All 74 individuals from the YCC panel and the additional 22 individuals from Somalia, Afghanistan, and Sudan were genotyped for the 11,555 SNPs included in the Mapping 10K array according to the Affymetrix protocol for the GeneChip® Mapping Human 10K Array (GeneChip® Mapping Assay Manual). These SNPs have a median physical distance of 105 kb, an average distance 210 kb, and an average heterozygosity of 0.37 in the Affymetrix test panel. After hybridisation, the arrays were washed, stained, scanned and analysed with the software supplied by Affymetrix (Affymetrix Inc., Santa Clara, CA) .
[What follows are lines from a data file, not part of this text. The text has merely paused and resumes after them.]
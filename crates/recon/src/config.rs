use std::collections::HashSet;

use serde::Deserialize;

use crate::error::ReconError;
use crate::grid::parse_column;
use crate::identifier::IdentifierBounds;

// ---------------------------------------------------------------------------
// Top-level config
// ---------------------------------------------------------------------------

/// A reconciliation run, as described by a `.toml` run file.
///
/// File paths are stored as written; callers resolve them relative to the
/// run file's directory.
#[derive(Debug, Clone, Deserialize)]
pub struct RunConfig {
    pub main: MainConfig,
    #[serde(default)]
    pub bounds: IdentifierBounds,
    pub references: Vec<ReferenceConfig>,
    #[serde(default)]
    pub labels: LabelConfig,
}

// ---------------------------------------------------------------------------
// Main source
// ---------------------------------------------------------------------------

#[derive(Debug, Clone, Deserialize)]
pub struct MainConfig {
    pub file: String,
    /// Worksheet index (0-based digits) or name.
    #[serde(default = "default_sheet")]
    pub sheet: String,
    pub ean_column: String,
    pub status_column: String,
    #[serde(default = "default_main_start_row")]
    pub start_row: u32,
}

fn default_sheet() -> String {
    "0".into()
}

fn default_main_start_row() -> u32 {
    2
}

// ---------------------------------------------------------------------------
// Reference sources
// ---------------------------------------------------------------------------

#[derive(Debug, Clone, Deserialize)]
pub struct ReferenceConfig {
    pub file: String,
    /// Defaults to the source's position in the list (1-based).
    #[serde(default)]
    pub priority: Option<u32>,
    /// Column to read from grid sources; every cell is scanned when absent.
    #[serde(default)]
    pub column: Option<String>,
    #[serde(default)]
    pub sheet: Option<String>,
    #[serde(default = "default_reference_start_row")]
    pub start_row: u32,
    /// Manual label; bypasses name matching for this source.
    #[serde(default)]
    pub label: Option<String>,
}

fn default_reference_start_row() -> u32 {
    1
}

// ---------------------------------------------------------------------------
// Labels
// ---------------------------------------------------------------------------

#[derive(Debug, Clone, Default, Deserialize)]
pub struct LabelConfig {
    #[serde(default)]
    pub expected_count: Option<usize>,
    /// Treat an expected-count disagreement as fatal.
    #[serde(default)]
    pub strict: bool,
    #[serde(default)]
    pub fallback: Option<String>,
}

// ---------------------------------------------------------------------------
// Parsing + validation
// ---------------------------------------------------------------------------

impl RunConfig {
    pub fn from_toml(input: &str) -> Result<Self, ReconError> {
        let config: RunConfig =
            toml::from_str(input).map_err(|e| ReconError::ConfigParse(e.to_string()))?;
        config.validate()?;
        Ok(config)
    }

    pub fn validate(&self) -> Result<(), ReconError> {
        if self.bounds.min_digits == 0 {
            return Err(ReconError::ConfigValidation("bounds.min_digits must be at least 1".into()));
        }
        if self.bounds.min_digits > self.bounds.max_digits {
            return Err(ReconError::ConfigValidation(format!(
                "bounds.min_digits ({}) exceeds bounds.max_digits ({})",
                self.bounds.min_digits, self.bounds.max_digits
            )));
        }

        if self.main.start_row == 0 {
            return Err(ReconError::ConfigValidation("main.start_row is 1-based".into()));
        }
        self.ean_column()?;
        self.status_column()?;

        if self.references.is_empty() {
            return Err(ReconError::ConfigValidation(
                "at least one [[references]] entry is required".into(),
            ));
        }

        let mut seen = HashSet::new();
        for (i, reference) in self.references.iter().enumerate() {
            if reference.file.trim().is_empty() {
                return Err(ReconError::ConfigValidation(format!("references[{i}]: file is empty")));
            }
            if !seen.insert(reference.file.as_str()) {
                return Err(ReconError::ConfigValidation(format!(
                    "references[{i}]: duplicate file '{}'",
                    reference.file
                )));
            }
            if let Some(col) = &reference.column {
                parse_column(col).ok_or_else(|| {
                    ReconError::ConfigValidation(format!("references[{i}]: bad column '{col}'"))
                })?;
            }
            if reference.start_row == 0 {
                return Err(ReconError::ConfigValidation(format!(
                    "references[{i}]: start_row is 1-based"
                )));
            }
        }

        Ok(())
    }

    pub fn ean_column(&self) -> Result<u32, ReconError> {
        column_field("main.ean_column", &self.main.ean_column)
    }

    pub fn status_column(&self) -> Result<u32, ReconError> {
        column_field("main.status_column", &self.main.status_column)
    }

    /// Effective priority of the reference at `index`.
    pub fn priority_of(&self, index: usize) -> u32 {
        self.references
            .get(index)
            .and_then(|r| r.priority)
            .unwrap_or(index as u32 + 1)
    }
}

fn column_field(field: &str, value: &str) -> Result<u32, ReconError> {
    parse_column(value)
        .ok_or_else(|| ReconError::ConfigValidation(format!("{field}: bad column '{value}'")))
}

// ---------------------------------------------------------------------------
// Tests
// ---------------------------------------------------------------------------
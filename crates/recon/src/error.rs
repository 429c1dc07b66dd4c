use thiserror::Error;

#[derive(Debug, Error)]
pub enum ReconError {
    /// TOML parse / deserialization error.
    #[error("config parse error: {0}")]
    ConfigParse(String),

    /// Config validation error (bad bounds, bad column, duplicate source, etc.).
    #[error("config validation error: {0}")]
    ConfigValidation(String),

    /// Candidate label count disagrees with the expected count under strict checking.
    #[error("expected {expected} candidate label(s), found {found}")]
    LabelCountMismatch { expected: usize, found: usize },

    /// Reference sources that could not be tied to a label, with no fallback to absorb them.
    #[error("{}", unresolved_message(.sources))]
    UnresolvedMapping { sources: Vec<String> },

    /// The main source produced zero valid identifiers.
    #[error("no valid identifiers found in the main source (check column, start row and digit bounds)")]
    NoIdentifiers,

    /// The main source offers no candidate labels at all.
    #[error("no candidate labels found for the status column")]
    EmptyCandidateLabels,
}

fn unresolved_message(sources: &[String]) -> String {
    if sources.is_empty() {
        "no fallback label could be determined (configure `labels.fallback`)".into()
    } else {
        format!(
            "cannot map source(s) to a label and no fallback label is available: {}",
            sources.join(", ")
        )
    }
}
The Mapping 10K arrays produced a dataset of 878,180 SNPs (11,555 per individual), however not every SNP tested resulted in a reliable genotype call. On average, the arrays genotyped 92 percent of the SNPs per individual (default settings in Affymetrix software), which effectively represents approximately 10,635 SNPs. From this dataset we selected only those SNPs for which 90% or more of the 74 YCC individuals had a valid genotype. This resulted in 8,650 SNPs per individual. Subsequently, we excluded all SNPs on the X-chromosome (n = 176), leaving a final dataset of 8,474 SNPs. The 8,474 SNP-set was used for further analyses.
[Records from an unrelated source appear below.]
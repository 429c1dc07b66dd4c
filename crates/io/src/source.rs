//! Reference source loading: dispatch by file type, return identifier members.

use std::collections::BTreeSet;
use std::fmt;
use std::path::Path;

use eancheck_recon::extract::Extractor;
use eancheck_recon::grid::collect_members;
use eancheck_recon::identifier::IdentifierBounds;

use crate::error::{IoError, Result};
use crate::xlsx::{SheetGrid, SheetSelector};
use crate::{csv, document, xlsx};

#[derive(Debug, Clone, Copy, PartialEq, Eq)]
pub enum SourceKind {
    /// Spreadsheet or delimited text; cells are scanned.
    Grid,
    /// Free text; identifiers are extracted.
    Document,
}

impl fmt::Display for SourceKind {
    fn fmt(&self, f: &mut fmt::Formatter<'_>) -> fmt::Result {
        match self {
            SourceKind::Grid => write!(f, "grid"),
            SourceKind::Document => write!(f, "document"),
        }
    }
}

/// How to read a reference source.
#[derive(Debug, Clone, Default)]
pub struct ReferenceOptions {
    /// Column to scan; every column when `None`. Ignored for documents.
    pub column: Option<u32>,
    /// Sheet to scan; every sheet when `None`.
    pub sheet: Option<SheetSelector>,
    pub start_row: u32,
    pub bounds: IdentifierBounds,
}

#[derive(Debug, Clone)]
pub struct LoadedReference {
    pub name: String,
    pub kind: SourceKind,
    pub members: BTreeSet<String>,
}

/// Classify a path by extension.
pub fn source_kind(path: &Path) -> Result<SourceKind> {
    match extension(path).as_str() {
        "xlsx" | "xlsm" | "xlsb" | "xls" | "ods" | "csv" | "tsv" => Ok(SourceKind::Grid),
        "docx" | "docm" | "txt" | "text" => Ok(SourceKind::Document),
        _ => Err(IoError::UnsupportedFormat(path.display().to_string())),
    }
}

/// Display name of a source: the file name without extension.
pub fn source_name_from_path(path: &Path) -> String {
    path.file_stem()
        .map(|s| s.to_string_lossy().into_owned())
        .unwrap_or_else(|| path.display().to_string())
}

/// Open the primary sheet of a workbook or delimited file.
pub fn open_main_grid(path: &Path, sheet: &SheetSelector) -> Result<SheetGrid> {
    if is_delimited(path) {
        csv::open_grid(path)
    } else {
        xlsx::open_grid(path, sheet)
    }
}

/// Load the valid identifiers of one reference source.
pub fn load_reference(path: &Path, options: &ReferenceOptions) -> Result<LoadedReference> {
    let kind = source_kind(path)?;
    let start_row = options.start_row.max(1);

    let members = match kind {
        SourceKind::Grid => {
            let grids = if is_delimited(path) {
                vec![csv::open_grid(path)?]
            } else {
                match &options.sheet {
                    Some(sel) => vec![xlsx::open_grid(path, sel)?],
                    None => xlsx::open_all_grids(path)?,
                }
            };
            grids
                .iter()
                .flat_map(|g| collect_members(g, options.column, start_row, &options.bounds))
                .collect()
        }
        SourceKind::Document => {
            let extractor = Extractor::new(options.bounds)?;
            let fragments = document::read_fragments(path)?;
            extractor
                .extract_fragments(&fragments)
                .into_iter()
                .map(|info| info.ean)
                .collect()
        }
    };

    let loaded = LoadedReference {
        name: source_name_from_path(path),
        kind,
        members,
    };
    tracing::debug!(
        source = %loaded.name,
        kind = %loaded.kind,
        members = loaded.members.len(),
        "reference loaded"
    );
    Ok(loaded)
}

fn extension(path: &Path) -> String {
    path.extension()
        .map(|e| e.to_string_lossy().to_lowercase())
        .unwrap_or_default()
}

fn is_delimited(path: &Path) -> bool {
    matches!(extension(path).as_str(), "csv" | "tsv")
}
Population structure analyses
We initially explored the dataset of 8,474 SNPs among the 74 YCC individuals by means of the program STRUCTURE version 2.1 and 2.2 [see reference  and the STRUCTURE manual for detailed information]. STRUCTURE can be used to identify genetic clusters among a set of individuals on the basis of multilocus genotypes. Assuming admixture among populations, correlated allele frequencies, and no prior population information we used STRUCTURE to explore different number of possible clusters (K) from 1 to 8. For each K, a maximum of 20 runs were performed with a burnin length 20.000 iterations followed by 10.000 MCMC iterations We tested for convergence using the coda Package in the program R (available on http://www.r-project.org/). Clusteredness was tested following equation 3 from Rosenberg et al. . STRUCTURE was used (i) for the ascertainment of the most optimal number of distinct clusters, (ii) to subsequently test the performance of different sets of selected ASMs, and (iii) for the proof of principle analyses. The output of STRUCTURE is in the form of a structural map showing the relative estimated proportion of contribution of K ancestral populations (or clusters or subgroups) for each individual. In Figure 1 (showing the result of the best-fit- STRUCTURE analyses of 8,474 SNPs among the 74 YCC individuals) each vertical bar represents a single individual and each colour a distinct ancestral population. Upon running STRUCTURE, the best "fit" (i.e. the most optimal number of K) was four, hence the four different colours in this figure. Individuals are analysed without any prior population information, but are sorted once STRUCTURE is completed by their sampling population. The STRUCTURE output graphs in Figures 1, 2, 3, 4, and 5, were produced using Microsoft Excel and Microsoft PowerPoint based on the raw STRUCTURE output tables.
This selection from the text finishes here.